IBM | Lockheed Martin

 

IBM Chairman Predicts Computing Will Become a Service

By Nancy Duvergne Smith

In the future, customers will acquire computing power as they do water - just turn on the tap, IBM Chairman Louis Gerstner told a MIT audience Oct 10. He predicted that the Internet and information industry leaders will transform hardware and software makers into providers of high speed, always on, and nearly limitless computing power.

Gerstner, who delivered the Industry Leaders in Technology and Management lecture to an overflowing crowd in Wong Auditorium, said that three factors are forcing a change in the information technology industry. Computing has become ubiquitous, thus pushing more and more data, faster and faster. Threats to data security are escalating. Finally, the accelerating complexity of computing tasks is challenging current infrastructures.

Keeping much of the complexity under the hood is Gerstner's idea. Today 40 percent of IT spending is devoted to integrating technologies. "Nearly half the expense is not adding value," he said.

Gerstner, who held leadership rolls at RJR Nabisco, American Express, and McKinsey & Co before coming into the information industry, still finds the human interface of computing astonishingly poor. Would it be acceptable in the auto industry, he asked, to have to turn a car on and off in the middle of traffic to make it work? What other industry requires customers to press the start key to turn off their products? Computers are not user friendly - even to the head of IBM.

Changes in interface and new infrastructures are required to meet the future needs of customers. New systems should be able to response to the human autonomous nervous system, defend themselves against viruses, repair their own problems, and reconfigure themselves to tap vital components.

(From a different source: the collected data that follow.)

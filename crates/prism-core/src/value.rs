//! Dynamically typed property values
//!
//! Dependency properties, templates and style setters all exchange [`Value`],
//! a closed set of value shapes. Reference-like data travels as
//! [`Value::Element`] (an element in the tree) or [`Value::Object`] (an opaque
//! shared instance compared by identity).

use crate::element::ElementId;
use crate::types::Color;
use serde::{Deserialize, Serialize};
use std::any::Any;
use std::fmt;
use std::sync::Arc;

/// Opaque shared instance carried by a property value
#[derive(Clone)]
pub struct SharedObject(Arc<dyn Any + Send + Sync>);

impl SharedObject {
    pub fn new<T: Any + Send + Sync>(value: T) -> Self {
        Self(Arc::new(value))
    }

    pub fn from_arc(value: Arc<dyn Any + Send + Sync>) -> Self {
        Self(value)
    }

    pub fn downcast_ref<T: Any>(&self) -> Option<&T> {
        self.0.downcast_ref()
    }

    pub fn ptr_eq(&self, other: &SharedObject) -> bool {
        std::ptr::eq(
            Arc::as_ptr(&self.0) as *const (),
            Arc::as_ptr(&other.0) as *const (),
        )
    }
}

impl fmt::Debug for SharedObject {
    fn fmt(&self, f: &mut fmt::Formatter<'_>) -> fmt::Result {
        write!(f, "SharedObject({:p})", Arc::as_ptr(&self.0) as *const ())
    }
}

/// Value of a property
#[derive(Debug, Clone)]
pub enum Value {
    Null,
    Bool(bool),
    Int(i64),
    Double(f64),
    String(Arc<str>),
    Color(Color),
    Element(ElementId),
    Object(SharedObject),
}

/// Declared type of a property
#[derive(Debug, Clone, Copy, PartialEq, Eq, Hash, Serialize, Deserialize)]
pub enum ValueKind {
    Any,
    Bool,
    Int,
    Double,
    String,
    Color,
    Element,
    Object,
}

impl PartialEq for Value {
    fn eq(&self, other: &Self) -> bool {
        match (self, other) {
            (Value::Null, Value::Null) => true,
            (Value::Bool(a), Value::Bool(b)) => a == b,
            (Value::Int(a), Value::Int(b)) => a == b,
            // NaN must compare equal to itself or re-applying it never settles
            (Value::Double(a), Value::Double(b)) => a == b || (a.is_nan() && b.is_nan()),
            (Value::String(a), Value::String(b)) => a == b,
            (Value::Color(a), Value::Color(b)) => a == b,
            (Value::Element(a), Value::Element(b)) => a == b,
            (Value::Object(a), Value::Object(b)) => a.ptr_eq(b),
            _ => false,
        }
    }
}

impl Value {
    /// The kind of this value, `None` for `Null`
    pub fn kind(&self) -> Option<ValueKind> {
        match self {
            Value::Null => None,
            Value::Bool(_) => Some(ValueKind::Bool),
            Value::Int(_) => Some(ValueKind::Int),
            Value::Double(_) => Some(ValueKind::Double),
            Value::String(_) => Some(ValueKind::String),
            Value::Color(_) => Some(ValueKind::Color),
            Value::Element(_) => Some(ValueKind::Element),
            Value::Object(_) => Some(ValueKind::Object),
        }
    }

    /// Human readable type name for diagnostics
    pub fn type_name(&self) -> &'static str {
        self.kind().map(|k| k.as_str()).unwrap_or("null")
    }

    pub fn is_null(&self) -> bool {
        matches!(self, Value::Null)
    }

    pub fn as_str(&self) -> Option<&str> {
        match self {
            Value::String(s) => Some(&**s),
            _ => None,
        }
    }

    pub fn as_f64(&self) -> Option<f64> {
        match self {
            Value::Double(v) => Some(*v),
            Value::Int(v) => Some(*v as f64),
            _ => None,
        }
    }

    pub fn as_element(&self) -> Option<ElementId> {
        match self {
            Value::Element(id) => Some(*id),
            _ => None,
        }
    }

    /// Parse literal text into a value of the requested kind.
    pub fn parse(kind: ValueKind, text: &str, culture: &Culture) -> Option<Value> {
        let trimmed = text.trim();
        match kind {
            ValueKind::Bool => match trimmed.to_ascii_lowercase().as_str() {
                "true" => Some(Value::Bool(true)),
                "false" => Some(Value::Bool(false)),
                _ => None,
            },
            ValueKind::Int => trimmed.parse().ok().map(Value::Int),
            ValueKind::Double => culture.parse_f64(trimmed).map(Value::Double),
            ValueKind::String | ValueKind::Any => Some(Value::from(text)),
            ValueKind::Color => Color::from_hex(trimmed).map(Value::Color),
            ValueKind::Element | ValueKind::Object => None,
        }
    }

    /// Ordering used by trigger comparisons. Numbers compare numerically, strings
    /// lexically; everything else is unordered.
    pub fn partial_cmp_value(&self, other: &Value) -> Option<std::cmp::Ordering> {
        match (self, other) {
            (Value::String(a), Value::String(b)) => Some(a.cmp(b)),
            (Value::Int(a), Value::Int(b)) => Some(a.cmp(b)),
            _ => self.as_f64()?.partial_cmp(&other.as_f64()?),
        }
    }
}

impl fmt::Display for Value {
    fn fmt(&self, f: &mut fmt::Formatter<'_>) -> fmt::Result {
        match self {
            Value::Null => write!(f, "null"),
            Value::Bool(v) => write!(f, "{}", v),
            Value::Int(v) => write!(f, "{}", v),
            Value::Double(v) => write!(f, "{}", v),
            Value::String(v) => write!(f, "\"{}\"", v),
            Value::Color(c) => write!(f, "{}", c.to_hex()),
            Value::Element(id) => write!(f, "{:?}", id),
            Value::Object(o) => write!(f, "{:?}", o),
        }
    }
}

impl ValueKind {
    pub fn as_str(&self) -> &'static str {
        match self {
            ValueKind::Any => "any",
            ValueKind::Bool => "bool",
            ValueKind::Int => "int",
            ValueKind::Double => "double",
            ValueKind::String => "string",
            ValueKind::Color => "color",
            ValueKind::Element => "element",
            ValueKind::Object => "object",
        }
    }

    /// Whether `Null` is a legal value of this kind
    pub fn is_nullable(&self) -> bool {
        matches!(
            self,
            ValueKind::Any | ValueKind::String | ValueKind::Element | ValueKind::Object
        )
    }

    /// Convert `value` to this kind, widening ints to doubles.
    pub fn coerce(&self, value: Value) -> Option<Value> {
        match (self, value) {
            (ValueKind::Any, v) => Some(v),
            (kind, Value::Null) if kind.is_nullable() => Some(Value::Null),
            (ValueKind::Double, Value::Int(v)) => Some(Value::Double(v as f64)),
            (kind, v) if v.kind() == Some(*kind) => Some(v),
            _ => None,
        }
    }
}

impl fmt::Display for ValueKind {
    fn fmt(&self, f: &mut fmt::Formatter<'_>) -> fmt::Result {
        write!(f, "{}", self.as_str())
    }
}

/// Culture settings used when converting literal text
#[derive(Debug, Clone, PartialEq, Eq, Serialize, Deserialize)]
pub struct Culture {
    pub name: String,
    pub decimal_separator: char,
}

impl Culture {
    pub fn invariant() -> Self {
        Self {
            name: "invariant".to_string(),
            decimal_separator: '.',
        }
    }

    pub fn new(name: impl Into<String>, decimal_separator: char) -> Self {
        Self {
            name: name.into(),
            decimal_separator,
        }
    }

    fn parse_f64(&self, text: &str) -> Option<f64> {
        if self.decimal_separator == '.' {
            text.parse().ok()
        } else {
            if text.contains('.') {
                return None;
            }
            text.replace(self.decimal_separator, ".").parse().ok()
        }
    }
}

impl Default for Culture {
    fn default() -> Self {
        Self::invariant()
    }
}

/// Typed extraction of a [`Value`]
pub trait PropertyValue: Sized {
    fn from_value(value: &Value) -> Option<Self>;
}

impl PropertyValue for Value {
    fn from_value(value: &Value) -> Option<Self> {
        Some(value.clone())
    }
}

impl PropertyValue for bool {
    fn from_value(value: &Value) -> Option<Self> {
        match value {
            Value::Bool(v) => Some(*v),
            _ => None,
        }
    }
}

impl PropertyValue for i64 {
    fn from_value(value: &Value) -> Option<Self> {
        match value {
            Value::Int(v) => Some(*v),
            _ => None,
        }
    }
}

impl PropertyValue for i32 {
    fn from_value(value: &Value) -> Option<Self> {
        match value {
            Value::Int(v) => i32::try_from(*v).ok(),
            _ => None,
        }
    }
}

impl PropertyValue for f64 {
    fn from_value(value: &Value) -> Option<Self> {
        value.as_f64()
    }
}

impl PropertyValue for f32 {
    fn from_value(value: &Value) -> Option<Self> {
        value.as_f64().map(|v| v as f32)
    }
}

impl PropertyValue for String {
    fn from_value(value: &Value) -> Option<Self> {
        value.as_str().map(str::to_string)
    }
}

impl PropertyValue for Arc<str> {
    fn from_value(value: &Value) -> Option<Self> {
        match value {
            Value::String(s) => Some(s.clone()),
            _ => None,
        }
    }
}

impl PropertyValue for Color {
    fn from_value(value: &Value) -> Option<Self> {
        match value {
            Value::Color(c) => Some(*c),
            _ => None,
        }
    }
}

impl PropertyValue for ElementId {
    fn from_value(value: &Value) -> Option<Self> {
        value.as_element()
    }
}

impl<T: PropertyValue> PropertyValue for Option<T> {
    fn from_value(value: &Value) -> Option<Self> {
        match value {
            Value::Null => Some(None),
            other => T::from_value(other).map(Some),
        }
    }
}

impl From<bool> for Value {
    fn from(v: bool) -> Self {
        Value::Bool(v)
    }
}
impl From<i64> for Value {
    fn from(v: i64) -> Self {
        Value::Int(v)
    }
}
impl From<i32> for Value {
    fn from(v: i32) -> Self {
        Value::Int(v as i64)
    }
}
impl From<f64> for Value {
    fn from(v: f64) -> Self {
        Value::Double(v)
    }
}
impl From<f32> for Value {
    fn from(v: f32) -> Self {
        Value::Double(v as f64)
    }
}
impl From<&str> for Value {
    fn from(v: &str) -> Self {
        Value::String(Arc::from(v))
    }
}
impl From<String> for Value {
    fn from(v: String) -> Self {
        Value::String(Arc::from(v))
    }
}
impl From<Color> for Value {
    fn from(v: Color) -> Self {
        Value::Color(v)
    }
}
impl From<ElementId> for Value {
    fn from(v: ElementId) -> Self {
        Value::Element(v)
    }
}
impl From<SharedObject> for Value {
    fn from(v: SharedObject) -> Self {
        Value::Object(v)
    }
}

Grid computing is the new vision, he said. "Now the Internet provides a way for stand alone computers to share data. In the future, computers will work together to combine processing power and storage capacities."

This new era will need self-managed systems, secure large-scale computing grids, and a massive restructuring of the IT industry and how it delivers product to the market. "Enterprises will get computing the same way they water and electricity now, as a service available on demand," said Gerstner.

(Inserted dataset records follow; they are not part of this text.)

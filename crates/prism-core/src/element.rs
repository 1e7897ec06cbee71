//! Elements and their layered property storage

use crate::class::ClassId;
use crate::property::PropertyId;
use crate::value::Value;
use bitflags::bitflags;
use smallvec::SmallVec;
use std::any::Any;
use std::collections::HashMap;
use std::fmt;
use std::sync::atomic::{AtomicU64, Ordering};

slotmap::new_key_type! {
    /// Key of an element in an [`ElementTree`](crate::tree::ElementTree)
    pub struct ElementId;
}

bitflags! {
    /// Pending layout work on an element
    #[derive(Debug, Clone, Copy, PartialEq, Eq, Hash, Default)]
    pub struct InvalidationFlags: u8 {
        const MEASURE = 1 << 0;
        const ARRANGE = 1 << 1;
    }
}

/// Value layer a property value is stored in, strongest first
#[derive(Debug, Clone, Copy, PartialEq, Eq, Hash, PartialOrd, Ord)]
pub enum ValueLayer {
    Local,
    Triggered,
    Styled,
}

/// Where an element's effective value came from
#[derive(Debug, Clone, Copy, PartialEq, Eq, Hash)]
pub enum ValueSource {
    Local,
    Triggered,
    Styled,
    Inherited,
    Default,
}

impl From<ValueLayer> for ValueSource {
    fn from(layer: ValueLayer) -> Self {
        match layer {
            ValueLayer::Local => ValueSource::Local,
            ValueLayer::Triggered => ValueSource::Triggered,
            ValueLayer::Styled => ValueSource::Styled,
        }
    }
}

/// Writer of a Triggered layer value.
///
/// Several active triggers may set the same property. Each keeps its own
/// entry and the most recently written entry is the layer's value.
#[derive(Debug, Clone, Copy, PartialEq, Eq, Hash, PartialOrd, Ord)]
pub struct TriggerSource(u64);

impl TriggerSource {
    /// Writer behind [`ElementTree::set_triggered_value`](crate::tree::ElementTree::set_triggered_value)
    pub const ANONYMOUS: Self = Self(0);

    /// A source distinct from every other one allocated in this process
    pub fn next() -> Self {
        static NEXT: AtomicU64 = AtomicU64::new(1);
        Self(NEXT.fetch_add(1, Ordering::Relaxed))
    }
}

type TriggeredWriters = SmallVec<[(TriggerSource, Value); 1]>;

/// Sparse per-element storage. Properties that were never written have no entry.
#[derive(Debug, Default, Clone)]
pub struct PropertyStore {
    local: HashMap<PropertyId, Value>,
    triggered: HashMap<PropertyId, TriggeredWriters>,
    styled: HashMap<PropertyId, Value>,
}

impl PropertyStore {
    pub fn new() -> Self {
        Self::default()
    }

    pub fn get(&self, layer: ValueLayer, property: PropertyId) -> Option<&Value> {
        match layer {
            ValueLayer::Local => self.local.get(&property),
            ValueLayer::Triggered => self
                .triggered
                .get(&property)
                .and_then(|writers| writers.last())
                .map(|(_, value)| value),
            ValueLayer::Styled => self.styled.get(&property),
        }
    }

    /// Store or remove a layer value, returning the previous one.
    ///
    /// Triggered values written here belong to [`TriggerSource::ANONYMOUS`].
    pub fn set(&mut self, layer: ValueLayer, property: PropertyId, value: Option<Value>) -> Option<Value> {
        let map = match layer {
            ValueLayer::Local => &mut self.local,
            ValueLayer::Styled => &mut self.styled,
            ValueLayer::Triggered => return self.set_triggered(property, TriggerSource::ANONYMOUS, value),
        };
        match value {
            Some(value) => map.insert(property, value),
            None => map.remove(&property),
        }
    }

    /// Store or remove the Triggered value of one writer, returning its previous value.
    /// A store moves the writer on top.
    pub fn set_triggered(
        &mut self,
        property: PropertyId,
        source: TriggerSource,
        value: Option<Value>,
    ) -> Option<Value> {
        let writers = self.triggered.entry(property).or_default();
        let previous = writers
            .iter()
            .position(|(s, _)| *s == source)
            .map(|index| writers.remove(index).1);
        if let Some(value) = value {
            writers.push((source, value));
        }
        if writers.is_empty() {
            self.triggered.remove(&property);
        }
        previous
    }

    /// Number of writers holding a Triggered value for `property`
    pub fn triggered_writers(&self, property: PropertyId) -> usize {
        self.triggered.get(&property).map_or(0, |writers| writers.len())
    }

    /// Strongest stored value and its layer
    pub fn strongest(&self, property: PropertyId) -> Option<(ValueLayer, &Value)> {
        [ValueLayer::Local, ValueLayer::Triggered, ValueLayer::Styled]
            .into_iter()
            .find_map(|layer| self.get(layer, property).map(|v| (layer, v)))
    }

/// Properties holding a value in `layer`
    pub fn properties_in(&self, layer: ValueLayer) -> Vec<PropertyId> {
        let mut ids: Vec<_> = match layer {
            ValueLayer::Local => self.local.keys().copied().collect(),
            ValueLayer::Triggered => self.triggered.keys().copied().collect(),
            ValueLayer::Styled => self.styled.keys().copied().collect(),
        };
        ids.sort();
        ids
    }
}

/// A node of the element tree.
///
/// The parent link is a plain key used for inheritance lookups; the element
/// does not own its parent. Children are listed in order and removed together
/// with their parent.
pub struct Element {
    pub(crate) class: ClassId,
    pub(crate) name: Option<String>,
    pub(crate) style_classes: SmallVec<[String; 2]>,
    pub(crate) parent: Option<ElementId>,
    pub(crate) children: SmallVec<[ElementId; 4]>,
    /// `None` when the class is not a dependency object
    pub(crate) properties: Option<PropertyStore>,
    pub(crate) invalidation: InvalidationFlags,
    pub(crate) state: Box<dyn Any + Send + Sync>,
}

impl Element {
    pub fn class(&self) -> ClassId {
        self.class
    }

    pub fn name(&self) -> Option<&str> {
        self.name.as_deref()
    }

    pub fn style_classes(&self) -> &[String] {
        &self.style_classes
    }

    pub fn has_style_class(&self, class: &str) -> bool {
        self.style_classes.iter().any(|c| c == class)
    }

    pub fn parent(&self) -> Option<ElementId> {
        self.parent
    }

    pub fn children(&self) -> &[ElementId] {
        &self.children
    }

    pub fn is_dependency_object(&self) -> bool {
        self.properties.is_some()
    }

    pub fn properties(&self) -> Option<&PropertyStore> {
        self.properties.as_ref()
    }

    pub fn invalidation(&self) -> InvalidationFlags {
        self.invalidation
    }

    pub fn state<T: Any>(&self) -> Option<&T> {
        self.state.downcast_ref()
    }
}

impl fmt::Debug for Element {
    fn fmt(&self, f: &mut fmt::Formatter<'_>) -> fmt::Result {
        f.debug_struct("Element")
            .field("class", &self.class)
            .field("name", &self.name)
            .field("parent", &self.parent)
            .field("children", &self.children)
            .field("dependency_object", &self.is_dependency_object())
            .field("invalidation", &self.invalidation)
            .finish()
    }
}

#[cfg(test)]
mod tests {
    use super::*;

    fn pid(n: u32) -> PropertyId {
        PropertyId::from_raw(n)
    }

    #[test]
    fn test_strongest_layer_wins() {
        let p = pid(0);
        let mut store = PropertyStore::new();
        store.set(ValueLayer::Styled, p, Some(Value::Int(1)));
        assert_eq!(store.strongest(p), Some((ValueLayer::Styled, &Value::Int(1))));

        store.set(ValueLayer::Triggered, p, Some(Value::Int(2)));
        assert_eq!(store.strongest(p), Some((ValueLayer::Triggered, &Value::Int(2))));

        store.set(ValueLayer::Local, p, Some(Value::Int(3)));
        assert_eq!(store.strongest(p), Some((ValueLayer::Local, &Value::Int(3))));

        assert_eq!(store.set(ValueLayer::Local, p, None), Some(Value::Int(3)));
        assert_eq!(store.strongest(p), Some((ValueLayer::Triggered, &Value::Int(2))));
    }

    #[test]
    fn test_properties_in_layer() {
        let a = pid(0);
        let b = pid(1);
        let mut store = PropertyStore::new();
        store.set(ValueLayer::Styled, b, Some(Value::Int(1)));
        store.set(ValueLayer::Styled, a, Some(Value::Int(1)));
        assert_eq!(store.properties_in(ValueLayer::Styled).len(), 2);
        assert!(store.properties_in(ValueLayer::Local).is_empty());
    }

    #[test]
    fn test_triggered_writers_stack() {
        let p = pid(0);
        let hover = TriggerSource::next();
        let pressed = TriggerSource::next();
        let mut store = PropertyStore::new();

        store.set_triggered(p, hover, Some(Value::Int(100)));
        store.set_triggered(p, pressed, Some(Value::Int(200)));
        assert_eq!(store.get(ValueLayer::Triggered, p), Some(&Value::Int(200)));
        assert_eq!(store.triggered_writers(p), 2);

        assert_eq!(store.set_triggered(p, pressed, None), Some(Value::Int(200)));
        assert_eq!(store.get(ValueLayer::Triggered, p), Some(&Value::Int(100)));

        // Clearing a writer that holds nothing leaves the others alone
        assert_eq!(store.set_triggered(p, pressed, None), None);
        assert_eq!(store.set(ValueLayer::Triggered, p, None), None);
        assert_eq!(store.get(ValueLayer::Triggered, p), Some(&Value::Int(100)));

        store.set_triggered(p, hover, None);
        assert_eq!(store.get(ValueLayer::Triggered, p), None);
        assert!(store.properties_in(ValueLayer::Triggered).is_empty());
    }
}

Adopting this Internet-delivered system will allow businesses to convert fixed cost into variable costs, provide virtually unlimited computing power, and shed the management headaches of chasing technology cycles.

IBM did not arrive at this new vision easily, nor is it easy for a company to change. Gerstner said his primary challenge when assuming IBM leadership in 1993 was neither technical, financial, nor strategic.

"Fifteen years ago, I would have said if you want to bring about change you need to understand corporate culture along with the company's products, financials, and human resources. Now, if you want to change an institution, I would say it's all about corporate culture."

IBM, as an early success in computer hardware, had codified the path of its initial success, he said. When the information technology industry shifted, IBM was stuck with rules that created a rigid organization resistant to change.

"You cannot force a culture to change," he said. "You can invite your colleagues to enter a new world and work differently and make different commitments. If they come, you've made it."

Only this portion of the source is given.